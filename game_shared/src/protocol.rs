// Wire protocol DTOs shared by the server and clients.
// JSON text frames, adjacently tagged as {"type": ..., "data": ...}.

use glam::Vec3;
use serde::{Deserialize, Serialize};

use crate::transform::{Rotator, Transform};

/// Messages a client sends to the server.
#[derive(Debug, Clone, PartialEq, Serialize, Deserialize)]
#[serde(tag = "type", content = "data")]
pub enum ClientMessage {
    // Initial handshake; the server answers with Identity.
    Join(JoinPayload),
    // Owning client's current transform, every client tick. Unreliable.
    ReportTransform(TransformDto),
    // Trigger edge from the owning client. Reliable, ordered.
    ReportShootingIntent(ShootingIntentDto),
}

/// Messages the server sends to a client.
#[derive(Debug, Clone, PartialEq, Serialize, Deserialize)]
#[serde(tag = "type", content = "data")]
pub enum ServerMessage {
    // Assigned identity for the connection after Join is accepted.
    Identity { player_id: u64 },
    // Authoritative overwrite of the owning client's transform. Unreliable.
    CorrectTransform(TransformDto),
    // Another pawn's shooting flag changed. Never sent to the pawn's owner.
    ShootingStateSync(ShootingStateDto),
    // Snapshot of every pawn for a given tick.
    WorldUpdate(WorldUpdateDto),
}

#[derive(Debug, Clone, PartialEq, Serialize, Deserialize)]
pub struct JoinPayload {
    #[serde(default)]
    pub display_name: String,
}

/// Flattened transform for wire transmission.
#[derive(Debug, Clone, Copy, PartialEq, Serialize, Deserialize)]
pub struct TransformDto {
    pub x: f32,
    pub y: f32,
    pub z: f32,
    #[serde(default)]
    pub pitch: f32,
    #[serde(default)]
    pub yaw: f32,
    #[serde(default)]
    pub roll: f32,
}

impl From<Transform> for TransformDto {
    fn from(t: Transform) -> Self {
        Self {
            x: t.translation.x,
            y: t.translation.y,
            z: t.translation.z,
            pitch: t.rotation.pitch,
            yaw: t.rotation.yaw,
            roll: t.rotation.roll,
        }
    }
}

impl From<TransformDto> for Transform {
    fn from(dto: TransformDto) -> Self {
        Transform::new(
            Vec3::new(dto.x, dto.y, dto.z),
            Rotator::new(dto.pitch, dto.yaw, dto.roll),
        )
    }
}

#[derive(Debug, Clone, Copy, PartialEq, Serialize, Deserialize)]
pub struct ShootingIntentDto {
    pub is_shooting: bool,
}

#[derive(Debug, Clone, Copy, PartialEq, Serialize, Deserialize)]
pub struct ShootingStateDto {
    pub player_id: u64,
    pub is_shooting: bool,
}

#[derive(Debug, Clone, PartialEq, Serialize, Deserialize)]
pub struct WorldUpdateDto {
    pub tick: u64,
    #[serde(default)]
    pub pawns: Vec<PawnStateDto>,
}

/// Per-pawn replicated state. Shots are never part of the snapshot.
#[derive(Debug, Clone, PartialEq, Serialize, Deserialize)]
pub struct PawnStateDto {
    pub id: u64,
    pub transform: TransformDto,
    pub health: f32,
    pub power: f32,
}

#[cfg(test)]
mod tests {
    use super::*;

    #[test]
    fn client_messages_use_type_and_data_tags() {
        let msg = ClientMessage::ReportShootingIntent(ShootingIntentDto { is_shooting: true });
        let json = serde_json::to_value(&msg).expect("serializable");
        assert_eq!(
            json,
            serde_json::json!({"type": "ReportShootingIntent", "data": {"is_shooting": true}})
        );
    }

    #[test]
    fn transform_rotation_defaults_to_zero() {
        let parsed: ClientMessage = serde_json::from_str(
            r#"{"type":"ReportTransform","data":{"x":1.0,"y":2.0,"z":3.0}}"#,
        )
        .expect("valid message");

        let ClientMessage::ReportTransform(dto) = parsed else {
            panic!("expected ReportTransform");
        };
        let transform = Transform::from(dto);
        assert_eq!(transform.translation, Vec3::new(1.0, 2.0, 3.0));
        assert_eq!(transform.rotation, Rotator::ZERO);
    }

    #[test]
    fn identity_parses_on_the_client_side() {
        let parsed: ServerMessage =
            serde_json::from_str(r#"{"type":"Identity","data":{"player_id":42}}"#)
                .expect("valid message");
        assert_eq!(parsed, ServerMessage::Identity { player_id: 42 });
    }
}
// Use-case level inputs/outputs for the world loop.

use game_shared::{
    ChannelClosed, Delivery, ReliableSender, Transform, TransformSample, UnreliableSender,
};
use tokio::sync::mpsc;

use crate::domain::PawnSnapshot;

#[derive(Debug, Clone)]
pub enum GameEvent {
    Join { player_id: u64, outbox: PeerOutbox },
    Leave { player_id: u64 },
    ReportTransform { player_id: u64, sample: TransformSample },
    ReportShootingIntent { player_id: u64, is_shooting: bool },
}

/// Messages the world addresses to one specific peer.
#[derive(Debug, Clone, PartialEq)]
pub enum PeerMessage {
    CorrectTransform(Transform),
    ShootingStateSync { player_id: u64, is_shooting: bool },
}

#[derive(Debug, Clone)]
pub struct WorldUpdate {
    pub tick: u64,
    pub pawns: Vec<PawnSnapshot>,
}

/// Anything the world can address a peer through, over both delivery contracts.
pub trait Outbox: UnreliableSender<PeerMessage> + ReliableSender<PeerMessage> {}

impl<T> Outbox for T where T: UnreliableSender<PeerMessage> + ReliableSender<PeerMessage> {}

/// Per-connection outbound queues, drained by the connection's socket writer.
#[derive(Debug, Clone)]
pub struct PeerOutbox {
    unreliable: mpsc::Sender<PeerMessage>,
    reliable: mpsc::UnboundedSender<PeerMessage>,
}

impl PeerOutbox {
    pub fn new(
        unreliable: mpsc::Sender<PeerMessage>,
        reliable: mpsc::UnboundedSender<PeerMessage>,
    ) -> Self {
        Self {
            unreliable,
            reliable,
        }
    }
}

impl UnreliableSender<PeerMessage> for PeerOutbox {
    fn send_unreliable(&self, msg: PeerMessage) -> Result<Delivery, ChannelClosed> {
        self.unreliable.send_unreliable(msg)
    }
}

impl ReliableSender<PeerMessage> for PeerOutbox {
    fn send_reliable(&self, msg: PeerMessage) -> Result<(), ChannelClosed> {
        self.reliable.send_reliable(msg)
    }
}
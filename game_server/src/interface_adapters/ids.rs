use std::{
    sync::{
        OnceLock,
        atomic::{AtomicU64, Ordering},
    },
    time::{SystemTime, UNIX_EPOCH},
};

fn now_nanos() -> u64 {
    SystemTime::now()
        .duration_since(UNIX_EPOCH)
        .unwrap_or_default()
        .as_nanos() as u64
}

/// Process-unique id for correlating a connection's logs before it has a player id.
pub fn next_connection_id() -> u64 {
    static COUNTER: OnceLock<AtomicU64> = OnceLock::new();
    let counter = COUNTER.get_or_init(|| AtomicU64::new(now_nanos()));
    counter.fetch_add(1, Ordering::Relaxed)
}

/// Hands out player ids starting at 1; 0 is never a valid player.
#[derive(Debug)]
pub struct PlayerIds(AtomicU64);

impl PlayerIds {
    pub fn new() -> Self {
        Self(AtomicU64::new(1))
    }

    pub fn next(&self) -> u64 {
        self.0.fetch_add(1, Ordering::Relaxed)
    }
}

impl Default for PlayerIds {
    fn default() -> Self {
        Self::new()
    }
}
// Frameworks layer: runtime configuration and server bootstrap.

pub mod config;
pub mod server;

------------------------

**What is needed:**
Retype each record. Keep every character as it is.

**Result for this task:**
filename game_shared/src/protocol.rs
// Wire protocol DTOs shared by the server and clients.
// JSON text frames, adjacently tagged as {"type": ..., "data": ...}.

use glam::Vec3;
use serde::{Deserialize, Serialize};

use crate::transform::{Rotator, Transform};

/// Messages a client sends to the server.
#[derive(Debug, Clone, PartialEq, Serialize, Deserialize)]
#[serde(tag = "type", content = "data")]
pub enum ClientMessage {
    // Initial handshake; the server answers with Identity.
    Join(JoinPayload),
    // Owning client's current transform, every client tick. Unreliable.
    ReportTransform(TransformDto),
    // Trigger edge from the owning client. Reliable, ordered.
    ReportShootingIntent(ShootingIntentDto),
}

/// Messages the server sends to a client.
#[derive(Debug, Clone, PartialEq, Serialize, Deserialize)]
#[serde(tag = "type", content = "data")]
pub enum ServerMessage {
    // Assigned identity for the connection after Join is accepted.
    Identity { player_id: u64 },
    // Authoritative overwrite of the owning client's transform. Unreliable.
    CorrectTransform(TransformDto),
    // Another pawn's shooting flag changed. Never sent to the pawn's owner.
    ShootingStateSync(ShootingStateDto),
    // Snapshot of every pawn for a given tick.
    WorldUpdate(WorldUpdateDto),
}

#[derive(Debug, Clone, PartialEq, Serialize, Deserialize)]
pub struct JoinPayload {
    #[serde(default)]
    pub display_name: String,
}

/// Flattened transform for wire transmission.
#[derive(Debug, Clone, Copy, PartialEq, Serialize, Deserialize)]
pub struct TransformDto {
    pub x: f32,
    pub y: f32,
    pub z: f32,
    #[serde(default)]
    pub pitch: f32,
    #[serde(default)]
    pub yaw: f32,
    #[serde(default)]
    pub roll: f32,
}

impl From<Transform> for TransformDto {
    fn from(t: Transform) -> Self {
        Self {
            x: t.translation.x,
            y: t.translation.y,
            z: t.translation.z,
            pitch: t.rotation.pitch,
            yaw: t.rotation.yaw,
            roll: t.rotation.roll,
        }
    }
}

impl From<TransformDto> for Transform {
    fn from(dto: TransformDto) -> Self {
        Transform::new(
            Vec3::new(dto.x, dto.y, dto.z),
            Rotator::new(dto.pitch, dto.yaw, dto.roll),
        )
    }
}

#[derive(Debug, Clone, Copy, PartialEq, Serialize, Deserialize)]
pub struct ShootingIntentDto {
    pub is_shooting: bool,
}

#[derive(Debug, Clone, Copy, PartialEq, Serialize, Deserialize)]
pub struct ShootingStateDto {
    pub player_id: u64,
    pub is_shooting: bool,
}

#[derive(Debug, Clone, PartialEq, Serialize, Deserialize)]
pub struct WorldUpdateDto {
    pub tick: u64,
    #[serde(default)]
    pub pawns: Vec<PawnStateDto>,
}

/// Per-pawn replicated state. Shots are never part of the snapshot.
#[derive(Debug, Clone, PartialEq, Serialize, Deserialize)]
pub struct PawnStateDto {
    pub id: u64,
    pub transform: TransformDto,
    pub health: f32,
    pub power: f32,
}

#[cfg(test)]
mod tests {
    use super::*;

    #[test]
    fn client_messages_use_type_and_data_tags() {
        let msg = ClientMessage::ReportShootingIntent(ShootingIntentDto { is_shooting: true });
        let json = serde_json::to_value(&msg).expect("serializable");
        assert_eq!(
            json,
            serde_json::json!({"type": "ReportShootingIntent", "data": {"is_shooting": true}})
        );
    }

    #[test]
    fn transform_rotation_defaults_to_zero() {
        let parsed: ClientMessage = serde_json::from_str(
            r#"{"type":"ReportTransform","data":{"x":1.0,"y":2.0,"z":3.0}}"#,
        )
        .expect("valid message");

        let ClientMessage::ReportTransform(dto) = parsed else {
            panic!("expected ReportTransform");
        };
        let transform = Transform::from(dto);
        assert_eq!(transform.translation, Vec3::new(1.0, 2.0, 3.0));
        assert_eq!(transform.rotation, Rotator::ZERO);
    }

    #[test]
    fn identity_parses_on_the_client_side() {
        let parsed: ServerMessage =
            serde_json::from_str(r#"{"type":"Identity","data":{"player_id":42}}"#)
                .expect("valid message");
        assert_eq!(parsed, ServerMessage::Identity { player_id: 42 });
    }
}
// Use-case level inputs/outputs for the world loop.

use game_shared::{
    ChannelClosed, Delivery, ReliableSender, Transform, TransformSample, UnreliableSender,
};
use tokio::sync::mpsc;

use crate::domain::PawnSnapshot;

#[derive(Debug, Clone)]
pub enum GameEvent {
    Join { player_id: u64, outbox: PeerOutbox },
    Leave { player_id: u64 },
    ReportTransform { player_id: u64, sample: TransformSample },
    ReportShootingIntent { player_id: u64, is_shooting: bool },
}

/// Messages the world addresses to one specific peer.
#[derive(Debug, Clone, PartialEq)]
pub enum PeerMessage {
    CorrectTransform(Transform),
    ShootingStateSync { player_id: u64, is_shooting: bool },
}

#[derive(Debug, Clone)]
pub struct WorldUpdate {
    pub tick: u64,
    pub pawns: Vec<PawnSnapshot>,
}

/// Anything the world can address a peer through, over both delivery contracts.
pub trait Outbox: UnreliableSender<PeerMessage> + ReliableSender<PeerMessage> {}

impl<T> Outbox for T where T: UnreliableSender<PeerMessage> + ReliableSender<PeerMessage> {}

/// Per-connection outbound queues, drained by the connection's socket writer.
#[derive(Debug, Clone)]
pub struct PeerOutbox {
    unreliable: mpsc::Sender<PeerMessage>,
    reliable: mpsc::UnboundedSender<PeerMessage>,
}

impl PeerOutbox {
    pub fn new(
        unreliable: mpsc::Sender<PeerMessage>,
        reliable: mpsc::UnboundedSender<PeerMessage>,
    ) -> Self {
        Self {
            unreliable,
            reliable,
        }
    }
}

impl UnreliableSender<PeerMessage> for PeerOutbox {
    fn send_unreliable(&self, msg: PeerMessage) -> Result<Delivery, ChannelClosed> {
        self.unreliable.send_unreliable(msg)
    }
}

impl ReliableSender<PeerMessage> for PeerOutbox {
    fn send_reliable(&self, msg: PeerMessage) -> Result<(), ChannelClosed> {
        self.reliable.send_reliable(msg)
    }
}
filename game_server/src/interface_adapters/ids.rs
use std::{
    sync::{
        OnceLock,
        atomic::{AtomicU64, Ordering},
    },
    time::{SystemTime, UNIX_EPOCH},
};

fn now_nanos() -> u64 {
    SystemTime::now()
        .duration_since(UNIX_EPOCH)
        .unwrap_or_default()
        .as_nanos() as u64
}

/// Process-unique id for correlating a connection's logs before it has a player id.
pub fn next_connection_id() -> u64 {
    static COUNTER: OnceLock<AtomicU64> = OnceLock::new();
    let counter = COUNTER.get_or_init(|| AtomicU64::new(now_nanos()));
    counter.fetch_add(1, Ordering::Relaxed)
}

/// Hands out player ids starting at 1; 0 is never a valid player.
#[derive(Debug)]
pub struct PlayerIds(AtomicU64);

impl PlayerIds {
    pub fn new() -> Self {
        Self(AtomicU64::new(1))
    }

    pub fn next(&self) -> u64 {
        self.0.fetch_add(1, Ordering::Relaxed)
    }
}

impl Default for PlayerIds {
    fn default() -> Self {
        Self::new()
    }
}
// Frameworks layer: runtime configuration and server bootstrap.

pub mod config;
pub mod server;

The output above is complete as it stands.